Martin Meunier, professeur à l’U d’O et titulaire de la Chaire Québec, francophonie canadienne et mutations culturelles indique que désormais, seulement 15 % des programmes de l’UL sont offerts en français. L’UL peut-elle donc encore se maintenir au rang d’une université bilingue ? Ou est-elle plutôt une université anglophone qui offre une sélection limitée de cours en français ?  Le statut d’université bilingue est difficile à maintenir et à questionner. 

Dans cette situation, il est clair que la francophonie est impactée. Les coupures faites sont principalement axées sur les humanités en français. L’UL a fait disparaître de nombreux programmes jugés sur leur critère « comptable » : l’histoire, la philosophie, le théâtre et bien d’autres programmes ont péri. Même le programme d’études françaises disparaît. Très paradoxal pour une « institution bilingue ». 

Les humanités sont moins importantes que les sciences dira-t-on. C’est ce qu’en dit le Sénat de l’UL. Pourtant, ce choix est problématique. Les humanités en français sont « les producteurs et éducateurs de la culture franco-ontarienne », souligne Meunier. Ainsi, c’est de génération en génération que l’amour de la culture francophone théâtrale, historique, artistique, se perpétue. 

En dépossédant cette matérialisation de la culture franco-ontarienne, on met en péril la reproduction culturelle de la minorité franco-ontarienne du nord. Alors que notre minorité se bat pour maintenir ses droits et son existence même, on s’attaque à sa culture. L’administration de l’UL fait tâche dans cette crise, et comme si ce n’en était pas assez, le gouvernement de Ford prouve encore une fois son amour pour la francophonie…
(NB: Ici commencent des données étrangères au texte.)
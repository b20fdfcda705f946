pub mod sqlite_pool;
use uuid::Uuid;

/// The caller of a mutation together with the authorization decision
/// made for it upstream.
#[derive(Debug, Clone, Copy, PartialEq, Eq)]
pub struct Actor {
    pub id: Uuid,
    pub may_mutate: bool,
}

impl Actor {
    pub fn authorized(id: Uuid) -> Self {
        Self {
            id,
            may_mutate: true,
        }
    }

    pub fn unauthorized(id: Uuid) -> Self {
        Self {
            id,
            may_mutate: false,
        }
    }
}
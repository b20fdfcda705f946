use crate::HierarchyError;

use serde::Serialize;
use uuid::Uuid;

#[derive(Debug, Clone, PartialEq, Eq, Serialize)]
pub struct BulkFailure {
    pub node_id: Uuid,
    pub code: String,
    pub reason: String,
}

impl BulkFailure {
    pub fn new(node_id: Uuid, error: &HierarchyError) -> Self {
        Self {
            node_id,
            code: error.error_code().to_string(),
            reason: error.to_string(),
        }
    }
}

/// Per-node report of a best-effort bulk assignment.
#[derive(Debug, Clone, Default, PartialEq, Eq, Serialize)]
pub struct BulkAssignOutcome {
    pub total: usize,
    pub success_count: usize,
    pub fail_count: usize,
    /// Failures in selection order.
    pub errors: Vec<BulkFailure>,
}

impl BulkAssignOutcome {
    pub fn record_success(&mut self) {
        self.success_count += 1;
    }

    pub fn record_failure(&mut self, node_id: Uuid, error: &HierarchyError) {
        self.fail_count += 1;
        self.errors.push(BulkFailure::new(node_id, error));
    }

    pub fn failed_ids(&self) -> Vec<Uuid> {
        self.errors.iter().map(|failure| failure.node_id).collect()
    }
}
Ford et le financement des universités

Le gouvernement ontarien a décidé de ne pas s’impliquer dans la chute de l’UL. Selon Colin, Ford aurait pu empêcher à l’UL d’avoir recours à la LACC. La baisse de 10 % des frais de scolarité sans compensation financière a été une première pénalité pour les universités ontariennes et la pandémie n’a fait qu’empirer la situation. L’UL était donc mal partie pour assurer une viabilité financière, étant une de ces rares universités bilingues en Ontario. Le gouvernement aurait pu intervenir et donner un fond d’urgence à l’UL. Néanmoins, il n’a pas agi, il est resté tétanisé.  
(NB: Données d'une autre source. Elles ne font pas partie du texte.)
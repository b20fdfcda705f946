use crate::{Lead, error::Result as DbErrorResult};

use org_core::WorkItemCounts;

use std::collections::HashMap;

use chrono::Utc;
use sqlx::{QueryBuilder, Sqlite, SqlitePool};
use uuid::Uuid;

/// Keeps each IN-list well below SQLite's bound-parameter limit.
const COUNT_CHUNK_SIZE: usize = 500;

pub struct LeadRepository;

impl LeadRepository {
    pub async fn create<'e, E>(executor: E, lead: &Lead) -> DbErrorResult<()>
    where
        E: sqlx::Executor<'e, Database = sqlx::Sqlite>,
    {
        sqlx::query(
            r#"
                INSERT INTO leads (id, name, owner_id, assigned_to, created_at)
                VALUES (?, ?, ?, ?, ?)
            "#,
        )
        .bind(lead.id.to_string())
        .bind(&lead.name)
        .bind(lead.owner_id.map(|id| id.to_string()))
        .bind(lead.assigned_to.map(|id| id.to_string()))
        .bind(Utc::now().timestamp())
        .execute(executor)
        .await?;

        Ok(())
    }

    /// Owned and assigned lead counts for every id in `user_ids`.
    ///
    /// Users with no leads are absent from the map. Issues two grouped
    /// queries per chunk of ids, never one per user.
    pub async fn counts_for(
        pool: &SqlitePool,
        user_ids: &[Uuid],
    ) -> DbErrorResult<HashMap<Uuid, WorkItemCounts>> {
        let mut counts: HashMap<Uuid, WorkItemCounts> = HashMap::new();

        for chunk in user_ids.chunks(COUNT_CHUNK_SIZE) {
            for (column, owned) in [("owner_id", true), ("assigned_to", false)] {
                let rows = Self::grouped_counts(pool, column, chunk).await?;
                for (user_id, count) in rows {
                    let Ok(user_id) = Uuid::parse_str(&user_id) else {
                        log::warn!("Skipping lead count for malformed user id {}", user_id);
                        continue;
                    };
                    let count = u64::try_from(count).unwrap_or_default();
                    let entry = counts.entry(user_id).or_default();
                    if owned {
                        entry.owned += count;
                    } else {
                        entry.assigned += count;
                    }
                }
            }
        }

        Ok(counts)
    }

    async fn grouped_counts(
        pool: &SqlitePool,
        column: &'static str,
        user_ids: &[Uuid],
    ) -> DbErrorResult<Vec<(String, i64)>> {
        let mut builder: QueryBuilder<Sqlite> =
            QueryBuilder::new(format!("SELECT {column}, COUNT(*) FROM leads WHERE {column} IN ("));
        let mut separated = builder.separated(", ");
        for id in user_ids {
            separated.push_bind(id.to_string());
        }
        separated.push_unseparated(format!(") GROUP BY {column}"));

        let rows = builder
            .build_query_as::<(String, i64)>()
            .fetch_all(pool)
            .await?;

        Ok(rows)
    }
}
use crate::tests::test_node;
use crate::{AssignOutcome, CoreError, NodeRole, TreeNode};

use std::str::FromStr;

use googletest::prelude::*;
use uuid::Uuid;

// =========================================================================
// NodeRole
// =========================================================================

#[test]
fn given_known_role_strings_when_parsed_then_round_trip() {
    for role in [
        NodeRole::Admin,
        NodeRole::Support,
        NodeRole::Manager,
        NodeRole::Agent,
        NodeRole::User,
    ] {
        assert_that!(NodeRole::from_str(role.as_str()).unwrap(), eq(role));
    }
}

#[test]
fn given_unknown_role_when_parsed_then_invalid_node_role() {
    // When
    let result = NodeRole::from_str("overlord");

    // Then
    assert!(matches!(result, Err(CoreError::InvalidNodeRole { .. })));
}

// =========================================================================
// TreeNode
// =========================================================================

#[test]
fn given_nested_tree_when_flattened_then_depths_relative_to_self() {
    // Given: top -> mid -> leaf, built at depth 3 inside a larger tree
    let top = test_node("Top", None);
    let mid = test_node("Mid", Some(top.id));
    let leaf = test_node("Leaf", Some(mid.id));
    let mut mid_tree = TreeNode::new(mid.clone(), 4);
    mid_tree.children.push(TreeNode::new(leaf.clone(), 5));
    let mut tree = TreeNode::new(top.clone(), 3);
    tree.children.push(mid_tree);

    // When
    let flat = tree.flatten();

    // Then
    let depths: Vec<usize> = flat.iter().map(|m| m.depth).collect();
    assert_eq!(depths, vec![0, 1, 2]);
    assert_that!(tree.max_depth(), eq(2));
    assert_eq!(tree.descendant_ids(), vec![mid.id, leaf.id]);
    assert!(tree.contains(leaf.id));
    assert!(!tree.contains(Uuid::new_v4()));
}

// =========================================================================
// AssignOutcome
// =========================================================================

#[test]
fn given_single_report_when_building_outcome_then_singular_message() {
    // When
    let outcome = AssignOutcome::new(Uuid::new_v4(), None, Uuid::new_v4(), 1);

    // Then
    assert!(outcome.preserved_subtree);
    assert_eq!(
        outcome.message,
        "Manager assigned; 1 direct report moved with their manager"
    );
}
Cette situation alarmante révèle que la francophonie est en péril. Elle démontre surtout que les universités bilingues et francophones sont dans le viseur, y compris l’Université d’Ottawa. Pour que cela ne se reproduise pas, il faut assurer la viabilité financière à long terme des universités bilingues et francophones. Ce sous-financement chronique est bel et bien présent, et il compte. Il y a urgence. Les gouvernements fédéral, mais surtout provincial doivent agir. Se donner le mérite c’est une chose, agir pour sa population, cela en est une autre.